## WHAT IS EXPECTED
Nothing in the records may be left out or reworded; return them exactly.

(Stored items)
Segment Open

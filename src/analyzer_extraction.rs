use crate::extraction_engine::ExtractionEngine;
use crate::EmbeddedFile;
use std::path::PathBuf;

/// Extraction and file discovery functionality for FilingAnalyzer.
impl super::FilingAnalyzer {
    // ── Embedded file discovery ───────────────────────────────────────────────

    /// Returns the number of slots in the embedded-file table, including
    /// entries that turn out to be unreadable.
    pub fn count_embedded_files(&self) -> usize {
        ExtractionEngine::new(self.document(), self.config()).count_files()
    }

    /// Returns `true` when the document contains at least one embedded file.
    pub fn has_embedded_files(&self) -> bool {
        self.count_embedded_files() > 0
    }

    // ── Extraction ────────────────────────────────────────────────────────────

    /// Read every embedded file without touching the file system.
    ///
    /// Unreadable entries are logged and left out.
    pub fn embedded_files(&self) -> Vec<EmbeddedFile> {
        ExtractionEngine::new(self.document(), self.config()).read_all_files()
    }

    /// Write every readable embedded file into
    /// [`ExtractorConfig::output_directory`] and return the written paths in
    /// table order.
    ///
    /// A broken entry never stops the rest; each failure is logged at `warn`.
    ///
    /// # Example
    ///
    /// ```no_run
    /// use adt1extract::FilingAnalyzer;
    ///
    /// let analyzer = FilingAnalyzer::from_path("Form ADT-1.pdf").unwrap();
    /// for path in analyzer.extract_attachments() {
    ///     println!("{}", path.display());
    /// }
    /// ```
    ///
    /// [`ExtractorConfig::output_directory`]: crate::ExtractorConfig::output_directory
    pub fn extract_attachments(&self) -> Vec<PathBuf> {
        ExtractionEngine::new(self.document(), self.config())
            .extract_all_to(&self.config().output_directory)
    }
}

Segment Closed

## ANSWER SPACE
filename src/analyzer_extraction.rs
use crate::extraction_engine::ExtractionEngine;
use crate::EmbeddedFile;
use std::path::PathBuf;

/// Extraction and file discovery functionality for FilingAnalyzer.
impl super::FilingAnalyzer {
    // ── Embedded file discovery ───────────────────────────────────────────────

    /// Returns the number of slots in the embedded-file table, including
    /// entries that turn out to be unreadable.
    pub fn count_embedded_files(&self) -> usize {
        ExtractionEngine::new(self.document(), self.config()).count_files()
    }

    /// Returns `true` when the document contains at least one embedded file.
    pub fn has_embedded_files(&self) -> bool {
        self.count_embedded_files() > 0
    }

    // ── Extraction ────────────────────────────────────────────────────────────

    /// Read every embedded file without touching the file system.
    ///
    /// Unreadable entries are logged and left out.
    pub fn embedded_files(&self) -> Vec<EmbeddedFile> {
        ExtractionEngine::new(self.document(), self.config()).read_all_files()
    }

    /// Write every readable embedded file into
    /// [`ExtractorConfig::output_directory`] and return the written paths in
    /// table order.
    ///
    /// A broken entry never stops the rest; each failure is logged at `warn`.
    ///
    /// # Example
    ///
    /// ```no_run
    /// use adt1extract::FilingAnalyzer;
    ///
    /// let analyzer = FilingAnalyzer::from_path("Form ADT-1.pdf").unwrap();
    /// for path in analyzer.extract_attachments() {
    ///     println!("{}", path.display());
    /// }
    /// ```
    ///
    /// [`ExtractorConfig::output_directory`]: crate::ExtractorConfig::output_directory
    pub fn extract_attachments(&self) -> Vec<PathBuf> {
        ExtractionEngine::new(self.document(), self.config())
            .extract_all_to(&self.config().output_directory)
    }
}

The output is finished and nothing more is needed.